Peace and reconciliation will always remain a distant dream in Sri Lanka.
By Manek shaw
‘Promoting reconciliation, accountability and human rights in Sri Lanka’, the title given to the resolution tabled at the United Nations Human Rights Council (UNHRC) by the United States of America on Thursday (24) itself clearly emphasized the need of Sri Lanka traversing in the right path of strengthening its unity, integrity and sovereignty.
Unlike the previous three resolutions brought out successfully by the US against Sri Lanka during the Rajapaksa regime, the latest resolution of the US has ‘called for a credible justice process’ supporting the call made by the OHCHR Chief Zeid Ra’ad Al Hussein to set up a Hybrid Special Court to investigate into the alleged war crimes and human rights violations which were alleged to have been committed during the final phase of the civil strife between the years of 2002 and 2009 in the Island.
The US resolution tabled on Wednesday remains supportive of the OHCHR Chief’s last week’s report on Sri Lanka which had recommended the setting up of a Hybrid Special Court. The US resolution has even made suggestions to include Commonwealth and other foreign Judges, defence lawyers, authorized prosecutors and investigators to join hands with the Sri Lankan Judicial mechanism in forming the proposed Hybrid Special Court.
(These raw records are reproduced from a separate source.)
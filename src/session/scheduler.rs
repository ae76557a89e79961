//! Recurring refresh timer with cancel-before-start semantics

use std::future::Future;
use std::sync::Mutex;
use std::time::Duration;

use tokio::task::JoinHandle;

/// Owns the background refresh task.
///
/// At most one task is live at a time: `start` aborts any previous task
/// before spawning the next one, under a single lock acquisition, so a burst
/// of starts cannot stack timers. Dropping the timer aborts whatever is still
/// running.
#[derive(Debug, Default)]
pub(crate) struct RefreshTimer {
    task: Mutex<Option<JoinHandle<()>>>,
}

impl RefreshTimer {
    /// Spawn a task that waits `period`, calls `tick`, and repeats.
    ///
    /// `tick` resolving to `false` ends the task; the first wait happens
    /// before the first call, so nothing fires at start time.
    pub fn start<F, Fut>(&self, period: Duration, tick: F)
    where
        F: Fn() -> Fut + Send + 'static,
        Fut: Future<Output = bool> + Send,
    {
        let mut slot = self.task.lock().unwrap();
        if let Some(previous) = slot.take() {
            previous.abort();
        }
        *slot = Some(tokio::spawn(async move {
            loop {
                tokio::time::sleep(period).await;
                if !tick().await {
                    break;
                }
            }
        }));
    }

    /// Abort the running task, if any, and clear the handle
    pub fn stop(&self) {
        if let Some(task) = self.task.lock().unwrap().take() {
            task.abort();
        }
    }
}

impl Drop for RefreshTimer {
    fn drop(&mut self) {
        self.stop();
    }
}

#[cfg(test)]
mod tests {
    use super::*;
    use std::sync::atomic::{AtomicUsize, Ordering};
    use std::sync::Arc;

    fn counting_tick(counter: &Arc<AtomicUsize>) -> impl Fn() -> std::future::Ready<bool> {
        let counter = Arc::clone(counter);
        move || {
            counter.fetch_add(1, Ordering::SeqCst);
            std::future::ready(true)
        }
    }

    #[test]
    fn test_restart_aborts_previous_task() {
        tokio_test::block_on(async {
            let timer = RefreshTimer::default();
            let first = Arc::new(AtomicUsize::new(0));
            let second = Arc::new(AtomicUsize::new(0));

            timer.start(Duration::from_millis(40), counting_tick(&first));
            timer.start(Duration::from_millis(40), counting_tick(&second));

            tokio::time::sleep(Duration::from_millis(110)).await;

            assert_eq!(first.load(Ordering::SeqCst), 0);
            assert!(second.load(Ordering::SeqCst) >= 1);
        });
    }

    #[test]
    fn test_stop_prevents_further_ticks() {
        tokio_test::block_on(async {
            let timer = RefreshTimer::default();
            let counter = Arc::new(AtomicUsize::new(0));

            timer.start(Duration::from_millis(30), counting_tick(&counter));
            timer.stop();

            tokio::time::sleep(Duration::from_millis(100)).await;

            assert_eq!(counter.load(Ordering::SeqCst), 0);
        });
    }

    #[test]
    fn test_tick_returning_false_ends_task() {
        tokio_test::block_on(async {
            let timer = RefreshTimer::default();
            let counter = Arc::new(AtomicUsize::new(0));
            let tick_counter = Arc::clone(&counter);

            timer.start(Duration::from_millis(20), move || {
                tick_counter.fetch_add(1, Ordering::SeqCst);
                std::future::ready(false)
            });

            tokio::time::sleep(Duration::from_millis(120)).await;

            assert_eq!(counter.load(Ordering::SeqCst), 1);
            timer.stop();
        });
    }
}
In the past when the civil strife was taking its toll, there had been several reports released and resolutions brought out condemning the adverse effects of the civil strife by the international community.
However, it is for the first time that with the OHCHR Chief releasing his report on Sri Lanka, the US has tabled its resolution on a broader perspective titling it as ‘promoting reconciliation, accountability and human rights’ in the Island Nation.
Following the suggestion made by the OHCHR Chief to establish a Hybrid Special Court to investigate into alleged war crimes and human rights violations, protests and condemnations had surfaced describing the suggestion as meddling with the sovereignty of the Island. It is important to remember, that calling for an International Commissions to investigate into complicated major incidents in the Island is nothing new.
On the insistence of the family members of General Denzil Kobbekaduwa and nine other military officials who were killed in a land mine attack on August 1992 in Kayts, late President D.B.Wijetunge appointed a Special International Commission to investigate into the incident.
The Special International Commission appointed by the late President comprised the Judges from the Commonwealth countries and they were Justices Necabeohe Evans Amissah from Ghana, Sir Kenneth James Keith from New Zealand and Muhammad Lawal Uwais from Nigeria.
The three member International Judges commenced their task on 26 May 1993 and continued till 8 June 1993 in Colombo. Evidences from twenty four persons had been recorded in Colombo by the Commission. Thereafter, the three foreign Judges had even travelled to London and stayed there for two days (15 and 16 June) to record the evidence of a British Forensic expert J.R. Wyatt on his findings on the landmine explosion which killed Gen. Kobbekaduwa and other officers. The International Commission after completing its sittings handed over its final report establishing that Gen. Kobbekaduwa and the other military officials who accompanied him were killed due to a land mine explosion in Kayts.
So based on the OHCHR Chief’s suggestion on appointing a Hybrid Special Court to investigate into the alleged war crimes and human rights violations, the US resolution which was tabled on Thursday (24) had even suggested, to include Commonwealth and other foreign Judges to work with the Lankan Judicial mechanism.
The OHCHR report which was released last week and the US resolution tabled on Thursday made the suggestions to set up a Hybrid Special Court to work jointly with the Lankan legal fraternity to investigate into the deaths of thousands of innocent civilians between the years of 2002 and 2009.
The OHCHR report was even fair enough to point the finger at the atrocities committed by the LTTE and the report has mentioned former LTTE strongman Vinayagamoorthy Muralithran alias Karuna’s involvements in the human rights violations of the outfit.
So, as the OHCHR’s last week report and the US resolution tabled at the UNHRC remain justifiable in every aspect and now it is the Lankan Government’s turn to take a decision on responding to those two prime documents.
Northern Province Chief Minister C.V. Wigneswaran being a legal luminary and adopting a firm stance on calling for an International probe into the alleged war crimes and human rights violations in the North and the East, thousands of war victims have rallied around him seeking a credible justice process with the involvement of the international community.
With US Government expressing its confidence on the new regime formed after January this year in its latest resolution, the international community believes that the alleged war crime issues should not be a stumbling block towards Sri Lanka strengthening its peace and reconciliation process.
On the other hand, the contents of the OHCHR report and the US resolution also clearly indicate, unless the suggestions and the guidelines mentioned in those two documentations are adhered to, peace and reconciliation will always remain a distant dream in Sri Lanka.